CCR : A Model for Sharing Reputation Knowledge Across Virtual Communities
Working with private identities of separate virtual communities (Tric -Deustche Telecom-) and reputation mechanisms to share information among different communities. The process is formed by 3 blocks
1.- Enabling preconditions
- category matching level: [0,1] value representing community correlation based
- domain confidence
Interesting: one of the measures ids is based on Shannon entropy of the domains (I need o revise that again)
2.- Conversion of reputation values
3.- Attribute matching (some kind of ontology alignment) as a [0,1] value, with some confidence level (certainty)
Showing an example of travel agencies :-), looking for a hotel in Milano, using communities in Trip Advisor, Expedia and Booking.
Monetizing User Activity on Social Networks – Challenges and Experiences
Meenakshi Nagarajan, Kamal Baid, Amit Sheth, and Shaojun Wang
Well-known monetization models for the Web, but not easy on Web 2.0 and SNS. Actually, advertisement-based models are used with marginal success, due to (i) informal nature of content, non-policed content and because people are there to network. So, at least, the ads have to consider: (i) identify monetizable posts (intents behind users posts) and (ii) identifying keywords on user’s comments.

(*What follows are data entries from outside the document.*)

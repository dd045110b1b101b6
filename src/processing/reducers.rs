//! Per-cell reduction functions and the streaming gap filler

use std::fmt;
use std::str::FromStr;

use crate::error::EchoError;

/// How the samples that fall into one bin are reduced to a single value.
#[derive(Debug, Clone, Copy, PartialEq, Eq, Default)]
pub enum Reducer {
    /// Average in the linear domain, report in dB.
    #[default]
    MeanPower,
    /// Most recent non-NaN sample by timestamp.
    LastValid,
    /// Bin values are filled across empty bins by linear interpolation in time.
    Interpolate,
}

impl fmt::Display for Reducer {
    fn fmt(&self, f: &mut fmt::Formatter<'_>) -> fmt::Result {
        let name = match self {
            Reducer::MeanPower => "mean",
            Reducer::LastValid => "last",
            Reducer::Interpolate => "interpolate",
        };
        f.write_str(name)
    }
}

impl FromStr for Reducer {
    type Err = EchoError;

    fn from_str(s: &str) -> Result<Self, Self::Err> {
        match s.trim().to_ascii_lowercase().as_str() {
            "mean" | "mean-power" | "mean_power" => Ok(Reducer::MeanPower),
            "last" | "last-valid" | "last_valid" => Ok(Reducer::LastValid),
            "interpolate" | "linear" => Ok(Reducer::Interpolate),
            other => Err(EchoError::Config(format!("unknown reducer '{other}'"))),
        }
    }
}

/// Log-domain mean: `10 * log10(mean(10^(v/10)))` over the non-NaN samples.
///
/// Returns the reduced value and the number of samples that contributed;
/// the value is NaN when nothing contributed.
pub fn mean_power<I>(values: I) -> (f64, u32)
where
    I: IntoIterator<Item = f64>,
{
    let (sum, count) = values
        .into_iter()
        .filter(|v| !v.is_nan())
        .fold((0.0f64, 0u32), |(sum, count), v| {
            (sum + 10f64.powf(v / 10.0), count + 1)
        });
    if count == 0 {
        return (f64::NAN, 0);
    }
    (10.0 * (sum / count as f64).log10(), count)
}

/// Last non-NaN sample of a time-ordered sequence.
pub fn last_valid<I>(values: I) -> (f64, u32)
where
    I: IntoIterator<Item = f64>,
{
    values
        .into_iter()
        .filter(|v| !v.is_nan())
        .fold((f64::NAN, 0u32), |(_, count), v| (v, count + 1))
}

/// Plain arithmetic mean of the non-NaN samples.
pub fn arithmetic_mean<I>(values: I) -> (f64, u32)
where
    I: IntoIterator<Item = f64>,
{
    let (sum, count) = values
        .into_iter()
        .filter(|v| !v.is_nan())
        .fold((0.0f64, 0u32), |(sum, count), v| (sum + v, count + 1));
    if count == 0 {
        (f64::NAN, 0)
    } else {
        (sum / count as f64, count)
    }
}

/// Linear interpolation between `(t0, v0)` and `(t1, v1)` evaluated at `t`.
pub fn interpolate_at(t0: i64, v0: f64, t1: i64, v1: f64, t: i64) -> f64 {
    if t1 == t0 {
        return v0;
    }
    let fraction = (t - t0) as f64 / (t1 - t0) as f64;
    v0 + (v1 - v0) * fraction
}

/// Streaming linear gap filling along the time axis.
///
/// Values are pushed in time order. A NaN is held back until the next valid
/// value arrives and is then replaced by interpolating between its two valid
/// neighbours. Gaps with no valid value before them are released as NaN
/// immediately; gaps still pending at [`GapFiller::finish`] are released as NaN.
/// Every pushed time is emitted exactly once, in push order.
#[derive(Debug, Default, Clone)]
pub struct GapFiller {
    previous: Option<(i64, f64)>,
    pending: Vec<i64>,
}

impl GapFiller {
    pub fn new() -> Self {
        Self::default()
    }

    pub fn push(&mut self, time: i64, value: f64) -> Vec<(i64, f64)> {
        if value.is_nan() {
            return match self.previous {
                None => vec![(time, f64::NAN)],
                Some(_) => {
                    self.pending.push(time);
                    Vec::new()
                }
            };
        }

        let mut resolved = Vec::with_capacity(self.pending.len() + 1);
        if let Some((t0, v0)) = self.previous {
            resolved.extend(
                self.pending
                    .drain(..)
                    .map(|t| (t, interpolate_at(t0, v0, time, value, t))),
            );
        }
        resolved.push((time, value));
        self.previous = Some((time, value));
        resolved
    }

    /// Releases pending times with no following valid value as NaN.
    pub fn finish(&mut self) -> Vec<(i64, f64)> {
        self.pending.drain(..).map(|t| (t, f64::NAN)).collect()
    }

    pub fn pending(&self) -> usize {
        self.pending.len()
    }
}

/// Fills interior NaN gaps of a whole series by linear interpolation in time.
pub fn interpolate_gaps(times: &[i64], values: &[f64]) -> Vec<f64> {
    let mut filler = GapFiller::new();
    let mut out: Vec<f64> = times
        .iter()
        .zip(values)
        .flat_map(|(&t, &v)| filler.push(t, v))
        .map(|(_, v)| v)
        .collect();
    out.extend(filler.finish().into_iter().map(|(_, v)| v));
    out
}
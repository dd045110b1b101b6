use winnow::{
    Parser,
    binary::{le_f64, le_i64, le_u16, le_u32},
    error::{ContextError, StrContext},
    token::{literal, take},
};

use crate::types::ping::PingDatagram;

pub const PING_TAG: &[u8] = b"PNG0";

/// Parses a single ping datagram:
/// - 4 bytes tag `PNG0`
/// - i64 timestamp (ns since epoch), f64 latitude, f64 longitude
/// - u16 channel index, u32 sample count
/// - `sample count` little-endian i16 power counts
pub fn parse_datagram(input: &mut &[u8]) -> Result<PingDatagram, ContextError> {
    literal(PING_TAG)
        .context(StrContext::Label("datagram tag"))
        .parse_next(input)?;
    let timestamp = le_i64.parse_next(input)?;
    let latitude = le_f64.parse_next(input)?;
    let longitude = le_f64.parse_next(input)?;
    let channel_index = le_u16.parse_next(input)?;
    let sample_count = le_u32.parse_next(input)?;
    let bytes = take(sample_count as usize * 2)
        .context(StrContext::Label("power samples"))
        .parse_next(input)?;
    let power = bytes
        .chunks_exact(2)
        .map(|pair| i16::from_le_bytes([pair[0], pair[1]]))
        .collect();

    Ok(PingDatagram::builder()
        .timestamp(timestamp)
        .latitude(latitude)
        .longitude(longitude)
        .channel_index(channel_index)
        .power(power)
        .build())
}

/// Encodes a datagram in the layout `parse_datagram` reads.
pub fn encode_datagram(datagram: &PingDatagram, out: &mut Vec<u8>) {
    out.extend_from_slice(PING_TAG);
    out.extend(datagram.timestamp.to_le_bytes());
    out.extend(datagram.latitude.to_le_bytes());
    out.extend(datagram.longitude.to_le_bytes());
    out.extend(datagram.channel_index.to_le_bytes());
    out.extend((datagram.power.len() as u32).to_le_bytes());
    for count in &datagram.power {
        out.extend(count.to_le_bytes());
    }
}
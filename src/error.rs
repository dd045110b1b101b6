use std::path::PathBuf;

use polars::error::PolarsError;
use thiserror::Error;

#[derive(Error, Debug)]
pub enum EchoError {
    /// The caller broke an ordering or shape contract; the run must abort.
    #[error("Contract violation: {0}")]
    ContractViolation(String),

    #[error("Input not found: {}", .0.display())]
    NotFound(PathBuf),

    #[error("Malformed file {}: {reason}", .path.display())]
    Format { path: PathBuf, reason: String },

    #[error("Invalid configuration: {0}")]
    Config(String),

    /// Inputs existed but nothing usable came out of them.
    #[error("No output produced: {0}")]
    EmptyResult(String),

    #[error("Unable to perform file operation: {0}")]
    Io(#[from] std::io::Error),

    #[error("Polars error: {0}")]
    Polars(#[from] PolarsError),

    #[error("CSV error: {0}")]
    Csv(#[from] csv::Error),

    #[error("JSON error: {0}")]
    Json(#[from] serde_json::Error),

    #[error("Invalid glob pattern: {0}")]
    Pattern(#[from] glob::PatternError),

    #[error("Array shape error: {0}")]
    Shape(#[from] ndarray::ShapeError),
}

impl EchoError {
    pub fn format(path: impl Into<PathBuf>, reason: impl Into<String>) -> Self {
        EchoError::Format {
            path: path.into(),
            reason: reason.into(),
        }
    }

    pub fn is_contract_violation(&self) -> bool {
        matches!(self, EchoError::ContractViolation(_))
    }
}

impl From<tempfile::PersistError> for EchoError {
    fn from(err: tempfile::PersistError) -> Self {
        EchoError::Io(err.error)
    }
}

pub type Result<T> = std::result::Result<T, EchoError>;
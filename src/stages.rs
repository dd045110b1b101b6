//! Concrete pipeline stages run through the dispatcher

use std::path::{Path, PathBuf};

use tracing::{debug, info};

use crate::calibration::{Calibration, CalibrationProvider};
use crate::config::{CalibrationParams, GridConfig, TrackConfig};
use crate::dispatch::{Dispatcher, RunSummary, Stage, StageStatus, WorkItem};
use crate::error::{EchoError, Result};
use crate::processing::{BottomDetector, grid_engine, track_engine};
use crate::raw_file::RawFile;
use crate::segment_file::read_segment;
use crate::sink::{self, DepthRow, ParquetSink};
use crate::utils::file_utils::{derived_path, group_by_deployment, resolve_out_dir};

pub const DEFAULT_CONVERT_DIR: &str = "../converted/";
pub const DEFAULT_SV_DIR: &str = "../sv/";
pub const DEFAULT_MVBS_DIR: &str = "../MVBS/";
pub const DEFAULT_DEPTH_DIR: &str = "../depth/";

/// Ordered files of one deployment, fed through a single engine.
#[derive(Debug, Clone, PartialEq)]
pub struct DeploymentGroup {
    pub id: String,
    pub files: Vec<PathBuf>,
}

impl WorkItem for DeploymentGroup {
    fn label(&self) -> String {
        format!("{} ({} files)", self.id, self.files.len())
    }
}

pub fn deployment_groups(paths: &[PathBuf]) -> Vec<DeploymentGroup> {
    group_by_deployment(paths)
        .into_iter()
        .map(|(id, files)| DeploymentGroup { id, files })
        .collect()
}

/// Raw datagram file to power segment.
pub struct ConvertStage {
    pub out_dir: PathBuf,
}

impl Stage for ConvertStage {
    type Item = PathBuf;

    fn name(&self) -> &str {
        "convert"
    }

    fn output_path(&self, item: &PathBuf) -> PathBuf {
        derived_path(item, &self.out_dir, "", "seg")
    }

    fn run(&self, item: &PathBuf, output: &Path) -> Result<StageStatus> {
        let segment = RawFile::open(item)?.to_segment()?;
        if segment.is_empty() {
            return Ok(StageStatus::Skipped("file holds no pings".to_string()));
        }
        sink::write_segment(output, &segment)?;
        Ok(StageStatus::Written)
    }
}

/// Power segment to Sv segment.
pub struct CalibrateStage<P> {
    pub out_dir: PathBuf,
    pub provider: P,
    pub params: CalibrationParams,
}

impl<P: CalibrationProvider> Stage for CalibrateStage<P> {
    type Item = PathBuf;

    fn name(&self) -> &str {
        "calibrate"
    }

    fn output_path(&self, item: &PathBuf) -> PathBuf {
        derived_path(item, &self.out_dir, "_Sv", "seg")
    }

    fn run(&self, item: &PathBuf, output: &Path) -> Result<StageStatus> {
        let segment = read_segment(item)?;
        match self.provider.calibrate(&segment, &self.params)? {
            Calibration::Calibrated(sv) => {
                sink::write_segment(output, &sv)?;
                Ok(StageStatus::Written)
            }
            Calibration::Skip(reason) => Ok(StageStatus::Skipped(reason)),
        }
    }
}

/// Sv segments of one deployment to an MVBS grid.
pub struct MvbsStage {
    pub out_dir: PathBuf,
    pub grid: GridConfig,
    pub sink: ParquetSink,
}

impl Stage for MvbsStage {
    type Item = DeploymentGroup;

    fn name(&self) -> &str {
        "mvbs"
    }

    fn output_path(&self, item: &DeploymentGroup) -> PathBuf {
        let anchor = item.files.first().map(PathBuf::as_path).unwrap_or(Path::new("."));
        resolve_out_dir(anchor, &self.out_dir).join(format!("{}_MVBS.parquet", item.id))
    }

    fn run(&self, item: &DeploymentGroup, output: &Path) -> Result<StageStatus> {
        let mut engine = grid_engine(&self.grid)?;
        let mut bins = Vec::new();
        for file in &item.files {
            let segment = read_segment(file)?;
            debug!(deployment = %item.id, path = %file.display(), pings = segment.len(), "binning");
            bins.extend(engine.process(segment)?);
        }
        bins.extend(engine.finalize()?);

        if bins.iter().all(|b| b.value.is_nan()) {
            return Err(EchoError::EmptyResult(format!(
                "every MVBS cell of deployment {} is NaN",
                item.id
            )));
        }
        self.sink.write_bins(output, &bins)?;
        Ok(StageStatus::Written)
    }
}

/// Sv segment to per-ping bottom line.
pub struct BottomStage {
    pub out_dir: PathBuf,
    pub detector: BottomDetector,
    pub sink: ParquetSink,
}

impl Stage for BottomStage {
    type Item = PathBuf;

    fn name(&self) -> &str {
        "bottom"
    }

    fn output_path(&self, item: &PathBuf) -> PathBuf {
        derived_path(item, &self.out_dir, "_depth", "parquet")
    }

    fn run(&self, item: &PathBuf, output: &Path) -> Result<StageStatus> {
        let segment = read_segment(item)?;
        let track = self.detector.detect(&segment)?;
        debug!(path = %item.display(), pings = track.len(), detections = track.detections(), "bottom line");
        self.sink.write_track(output, &track)?;
        Ok(StageStatus::Written)
    }
}

/// Resampled depth rows of one deployment, files fed in sorted order.
fn resample_group(config: &TrackConfig, group: &DeploymentGroup) -> Result<Vec<DepthRow>> {
    let mut engine = track_engine(config)?;
    let mut bins = Vec::new();
    for file in &group.files {
        let track = sink::read_track(file)?;
        debug!(path = %file.display(), pings = track.len(), "resampling track");
        bins.extend(engine.process(track)?);
    }
    bins.extend(engine.finalize()?);
    Ok(bins
        .into_iter()
        .map(|bin| DepthRow {
            deployment: group.id.clone(),
            bin,
        })
        .collect())
}

/// Resamples depth tracks per deployment on the dispatcher's pool and writes
/// the depth product CSV.
///
/// A deployment that fails is recorded in the returned summary and left out
/// of the product; the others are still written. Returns the number of rows
/// written.
pub fn export_depths(
    dispatcher: &Dispatcher,
    inputs: &[PathBuf],
    config: &TrackConfig,
    output: &Path,
) -> Result<(usize, RunSummary)> {
    config.validate()?;
    if inputs.is_empty() {
        return Ok((0, RunSummary::default()));
    }
    let groups = deployment_groups(inputs);
    let (resampled, summary) = dispatcher.collect("depths", &groups, |group| resample_group(config, group));

    let mut rows: Vec<DepthRow> = resampled.into_iter().flatten().collect();
    rows.sort_by_key(|r| r.bin.ping_time);
    let written = sink::write_depth_csv(output, &rows)?;
    info!(
        output = %output.display(),
        deployments = groups.len(),
        failed = summary.failed,
        rows = written,
        "wrote depth product"
    );
    if written == 0 {
        return Err(EchoError::EmptyResult(format!(
            "no complete depth rows in {} input files ({} deployments failed)",
            inputs.len(),
            summary.failed
        )));
    }
    Ok((written, summary))
}

#[cfg(test)]
mod tests {
    use super::*;

    #[test]
    fn output_paths_follow_naming_rules() {
        let raw = PathBuf::from("/d/raw/250501WF-D20250501-T181250.raw");
        let convert = ConvertStage {
            out_dir: PathBuf::from(DEFAULT_CONVERT_DIR),
        };
        assert_eq!(
            convert.output_path(&raw),
            PathBuf::from("/d/converted/250501WF-D20250501-T181250.seg")
        );

        let group = DeploymentGroup {
            id: "250501WF".to_string(),
            files: vec![PathBuf::from("/d/sv/250501WF-D20250501-T181250_Sv.seg")],
        };
        let mvbs = MvbsStage {
            out_dir: PathBuf::from(DEFAULT_MVBS_DIR),
            grid: GridConfig::default(),
            sink: ParquetSink::default(),
        };
        assert_eq!(mvbs.output_path(&group), PathBuf::from("/d/MVBS/250501WF_MVBS.parquet"));
        assert_eq!(group.label(), "250501WF (1 files)");
    }

    #[test]
    fn groups_split_by_deployment() {
        let groups = deployment_groups(&[
            PathBuf::from("A-1.seg"),
            PathBuf::from("B-1.seg"),
            PathBuf::from("A-2.seg"),
        ]);
        assert_eq!(groups.len(), 2);
        assert_eq!(groups[0].files, vec![PathBuf::from("A-1.seg"), PathBuf::from("A-2.seg")]);
    }
}
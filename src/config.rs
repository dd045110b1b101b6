//! Run configuration and bin-width parsing

use bon::Builder;
use clap::ValueEnum;

use crate::error::{EchoError, Result};
use crate::processing::engine::BinOrigin;
use crate::processing::reducers::Reducer;
use crate::utils::misc::NANOS_PER_SECOND;

pub const DEFAULT_PING_BIN: &str = "5s";
pub const DEFAULT_RANGE_BIN: &str = "1.0m";
pub const DEFAULT_TRACK_INTERVAL: &str = "60s";

/// Time × range gridding of Sv segments (MVBS).
#[derive(Debug, Clone, PartialEq, Builder)]
pub struct GridConfig {
    /// Time bin width in nanoseconds.
    #[builder(default = 5 * NANOS_PER_SECOND)]
    pub ping_bin: i64,
    /// Range bin width in metres.
    #[builder(default = 1.0)]
    pub range_bin: f64,
    #[builder(default)]
    pub reducer: Reducer,
    #[builder(default)]
    pub origin: BinOrigin,
}

impl Default for GridConfig {
    fn default() -> Self {
        Self::builder().build()
    }
}

impl GridConfig {
    pub fn validate(&self) -> Result<()> {
        check_time_width(self.ping_bin)?;
        if !self.range_bin.is_finite() || self.range_bin <= 0.0 {
            return Err(EchoError::Config(format!(
                "range bin width must be a positive number of metres, got {}",
                self.range_bin
            )));
        }
        if self.reducer == Reducer::Interpolate {
            return Err(EchoError::Config(
                "interpolation is only defined for track resampling".to_string(),
            ));
        }
        Ok(())
    }
}

/// Resampling of position / bottom-depth tracks.
#[derive(Debug, Clone, PartialEq, Builder)]
pub struct TrackConfig {
    #[builder(default = 60 * NANOS_PER_SECOND)]
    pub interval: i64,
    #[builder(default = Reducer::LastValid)]
    pub reducer: Reducer,
    #[builder(default)]
    pub origin: BinOrigin,
}

impl Default for TrackConfig {
    fn default() -> Self {
        Self::builder().build()
    }
}

impl TrackConfig {
    pub fn validate(&self) -> Result<()> {
        check_time_width(self.interval)?;
        if self.reducer == Reducer::MeanPower {
            return Err(EchoError::Config(
                "mean power is not meaningful for position and depth tracks".to_string(),
            ));
        }
        Ok(())
    }
}

#[derive(Debug, Clone, PartialEq, Builder)]
pub struct BottomConfig {
    /// Channel identifier or frequency (e.g. `38kHz`); the first channel when unset.
    #[builder(into)]
    pub channel: Option<String>,
    #[builder(default = -40.0)]
    pub threshold_db: f64,
    #[builder(default = 300)]
    pub skip_from_surface: usize,
    #[builder(default = 0.5)]
    pub offset_m: f64,
}

impl Default for BottomConfig {
    fn default() -> Self {
        Self::builder().build()
    }
}

#[derive(Debug, Clone, PartialEq, Builder)]
pub struct DispatchConfig {
    #[builder(default = 4)]
    pub workers: usize,
    #[builder(default = 2)]
    pub threads: usize,
    #[builder(default)]
    pub skip_existing: bool,
}

impl Default for DispatchConfig {
    fn default() -> Self {
        Self::builder().build()
    }
}

impl DispatchConfig {
    /// Size of the worker pool, `workers × threads`.
    pub fn pool_size(&self) -> Result<usize> {
        match self.workers.checked_mul(self.threads) {
            Some(0) | None => Err(EchoError::Config(format!(
                "worker pool of {} workers × {} threads is not usable",
                self.workers, self.threads
            ))),
            Some(n) => Ok(n),
        }
    }
}

/// How raw samples are encoded by the instrument.
#[derive(Debug, Clone, Copy, PartialEq, Eq, Default, ValueEnum)]
pub enum EncodeMode {
    #[default]
    Power,
    Complex,
}

/// Transmit waveform.
#[derive(Debug, Clone, Copy, PartialEq, Eq, Default, ValueEnum)]
pub enum WaveformMode {
    /// Continuous wave (narrowband).
    #[default]
    Cw,
    /// Broadband (FM).
    Bb,
}

#[derive(Debug, Clone, PartialEq, Builder)]
pub struct CalibrationParams {
    #[builder(default)]
    pub encode_mode: EncodeMode,
    #[builder(default)]
    pub waveform_mode: WaveformMode,
    /// Metres added to every range sample's depth.
    #[builder(default = 1.0)]
    pub depth_offset: f64,
}

impl Default for CalibrationParams {
    fn default() -> Self {
        Self::builder().build()
    }
}

fn check_time_width(width: i64) -> Result<()> {
    if width <= 0 {
        return Err(EchoError::Config(format!(
            "time bin width must be positive, got {width} ns"
        )));
    }
    Ok(())
}

/// Splits `"12.5min"` into `(12.5, "min")`.
fn split_number(text: &str) -> Result<(f64, &str)> {
    let text = text.trim();
    let split = text
        .find(|c: char| !(c.is_ascii_digit() || c == '.' || c == '-' || c == '+' || c == 'e'))
        .unwrap_or(text.len());
    let (number, unit) = text.split_at(split);
    let value: f64 = number
        .parse()
        .map_err(|_| EchoError::Config(format!("'{text}' does not start with a number")))?;
    if !value.is_finite() || value <= 0.0 {
        return Err(EchoError::Config(format!(
            "'{text}' must be a positive, finite width"
        )));
    }
    Ok((value, unit.trim()))
}

/// Parses a time width such as `5s`, `500ms`, `1min`, `2T` or `1h` to nanoseconds.
pub fn parse_time_bin(text: &str) -> Result<i64> {
    let (value, unit) = split_number(text)?;
    let scale = match unit {
        "ns" => 1.0,
        "us" => 1e3,
        "ms" | "L" => 1e6,
        "s" | "S" | "" => 1e9,
        "min" | "m" | "T" => 60e9,
        "h" | "H" => 3_600e9,
        other => {
            return Err(EchoError::Config(format!(
                "unknown time unit '{other}' in '{text}'"
            )));
        }
    };
    let ns = (value * scale).round();
    if ns < 1.0 || ns > i64::MAX as f64 {
        return Err(EchoError::Config(format!("time width '{text}' is out of range")));
    }
    Ok(ns as i64)
}

/// Parses a range width such as `1.0m` or `0.5` to metres.
pub fn parse_range_bin(text: &str) -> Result<f64> {
    let (value, unit) = split_number(text)?;
    match unit {
        "m" | "" => Ok(value),
        other => Err(EchoError::Config(format!(
            "unknown range unit '{other}' in '{text}'"
        ))),
    }
}
use crate::error::{EchoError, Result};
use crate::types::Channel;

/// Relative tolerance used when matching a channel by nominal frequency.
const FREQUENCY_TOLERANCE: f64 = 1e-3;

/// Lookup of transducer channels by identifier or frequency.
#[derive(Debug, Clone)]
pub struct ChannelManager {
    channels: Vec<Channel>,
}

impl ChannelManager {
    pub fn new(channels: &[Channel]) -> Self {
        Self {
            channels: channels.to_vec(),
        }
    }

    pub fn channels(&self) -> &[Channel] {
        &self.channels
    }

    /// Index of the channel whose identifier matches exactly.
    pub fn find_by_id(&self, id: &str) -> Option<usize> {
        self.channels.iter().position(|c| c.id == id)
    }

    /// Index of the channel whose nominal frequency matches `frequency_hz`.
    pub fn find_by_frequency(&self, frequency_hz: f64) -> Option<usize> {
        self.channels.iter().position(|c| {
            (c.frequency_hz - frequency_hz).abs() <= FREQUENCY_TOLERANCE * frequency_hz.abs().max(1.0)
        })
    }

    /// Resolves a user-supplied selector: an identifier, or a frequency such
    /// as `38000`, `38kHz` or `38 khz`.
    pub fn resolve(&self, selector: &str) -> Result<usize> {
        if let Some(index) = self.find_by_id(selector) {
            return Ok(index);
        }
        parse_frequency(selector)
            .and_then(|hz| self.find_by_frequency(hz))
            .ok_or_else(|| {
                let known: Vec<&str> = self.channels.iter().map(|c| c.id.as_str()).collect();
                EchoError::Config(format!(
                    "channel '{selector}' not present; available channels: {known:?}"
                ))
            })
    }
}

fn parse_frequency(selector: &str) -> Option<f64> {
    let lowered = selector.trim().to_ascii_lowercase();
    let (number, scale) = if let Some(n) = lowered.strip_suffix("khz") {
        (n, 1_000.0)
    } else if let Some(n) = lowered.strip_suffix("hz") {
        (n, 1.0)
    } else {
        (lowered.as_str(), 1.0)
    };
    number.trim().parse::<f64>().ok().map(|v| v * scale)
}
use std::ops::Range;

use crate::error::{EchoError, Result};

/// Per-ping position and bottom depth, the 1-D counterpart of a segment.
///
/// `bottom_depth` is NaN where the detector found nothing.
#[derive(Debug, Clone, Default, PartialEq)]
pub struct Track {
    pub ping_time: Vec<i64>,
    pub latitude: Vec<f64>,
    pub longitude: Vec<f64>,
    pub bottom_depth: Vec<f64>,
}

impl Track {
    pub fn new(
        ping_time: Vec<i64>,
        latitude: Vec<f64>,
        longitude: Vec<f64>,
        bottom_depth: Vec<f64>,
    ) -> Result<Self> {
        let n = ping_time.len();
        if latitude.len() != n || longitude.len() != n || bottom_depth.len() != n {
            return Err(EchoError::ContractViolation(format!(
                "track columns differ in length: {} / {} / {} / {}",
                n,
                latitude.len(),
                longitude.len(),
                bottom_depth.len()
            )));
        }
        Ok(Self {
            ping_time,
            latitude,
            longitude,
            bottom_depth,
        })
    }

    pub fn len(&self) -> usize {
        self.ping_time.len()
    }

    pub fn is_empty(&self) -> bool {
        self.ping_time.is_empty()
    }

    pub fn detections(&self) -> usize {
        self.bottom_depth.iter().filter(|d| !d.is_nan()).count()
    }

    pub fn slice(&self, range: Range<usize>) -> Track {
        Track {
            ping_time: self.ping_time[range.clone()].to_vec(),
            latitude: self.latitude[range.clone()].to_vec(),
            longitude: self.longitude[range.clone()].to_vec(),
            bottom_depth: self.bottom_depth[range].to_vec(),
        }
    }

    pub fn split_at(self, at: usize) -> (Track, Track) {
        let at = at.min(self.len());
        (self.slice(0..at), self.slice(at..self.len()))
    }

    pub fn concat(mut self, next: Track) -> Track {
        self.ping_time.extend(next.ping_time);
        self.latitude.extend(next.latitude);
        self.longitude.extend(next.longitude);
        self.bottom_depth.extend(next.bottom_depth);
        self
    }
}
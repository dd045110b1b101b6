//! Output units of the binning engine

/// One (time bin × range bin × channel) cell.
#[derive(Debug, Clone, PartialEq)]
pub struct AggregatedBin {
    /// Start of the time bin, nanoseconds since the Unix epoch.
    pub ping_time: i64,
    pub channel: String,
    /// Index of the range bin; the bin covers `[index * width, (index + 1) * width)`.
    pub range_bin: i64,
    /// Midpoint of the range bin in metres.
    pub depth: f64,
    /// Reduced value in dB, NaN when no valid sample fell in the cell.
    pub value: f64,
    /// Number of valid samples that contributed.
    pub count: u32,
}

/// One time bin of a resampled position / bottom-depth track.
#[derive(Debug, Clone, PartialEq)]
pub struct TrackBin {
    pub ping_time: i64,
    pub latitude: f64,
    pub longitude: f64,
    pub depth: f64,
    /// Pings that fell in the bin, zero for gap bins.
    pub count: u32,
}

impl TrackBin {
    pub fn is_complete(&self) -> bool {
        !(self.latitude.is_nan() || self.longitude.is_nan() || self.depth.is_nan())
    }
}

Consider that people write sentences, not keywords or phrases, so the system has to be ready to analyze that to locate action patterns around entities. The example: how people seek for information. Patterns used are «where do I find…. does anyone know how… someone tell me where…» So all these patters matches with a seeking pattern in the Candidate Pool and the system can identify the question (this is very similiar to dialog characterization for agents -see AIWS slides-)
Monetization potential is calculated from this seeking score and calculating a transactional intention score for each one of them. All test has been done off-line!! What about the cost? Because it’s important to do that on-line.
A Composite calculation for author activity in Wikis: accuracy needed
Interesting title, but I barely can hear her :-(… oh!, better with the microphone.
Analysis of social interaction spaces (wikis, blogs, twitter…) evaluation activity, dynamics, identifying communities and topics, so they can improve existing infrastructures. They use SONIVIS as visualization tools. And today she is going to speak about wikis. Motivation: to evaluate author activity. They activity is characterized by (i) the number of changes/versions, (ii) a betweenness centrality measure among authors, (iii) significant content: frequency an author has added a term to a page and the importance of this term. This measure is normalized. These values are combined in the final author contribution. This measure is dynamic, so a cumulative author contribution can be calculated.
The example uses the English Wikipedia articles about virtual reality. A six-month period has been analyzed. Results are in the paper.
Model for Voter Scoring and Best Answer Selection in Community Q&A Services
Chung Tong Lee
The problem: how to select the best answer in Q&A communities (as Yahoo!Answers). A Voting Score mechanism is presented, based on a fixed point basis.
Voting is affected by (i) social bias -vote based on answerer, not in the quality of the answer, (ii) personal gain. The formula for the voting and the fixed point characterization is presented (see the paper). Some examples to model the voting (simulations) using random voting and ballot stuffing simulation. Zipf’s law used for generate random votes (entropy measure). Results again in the paper.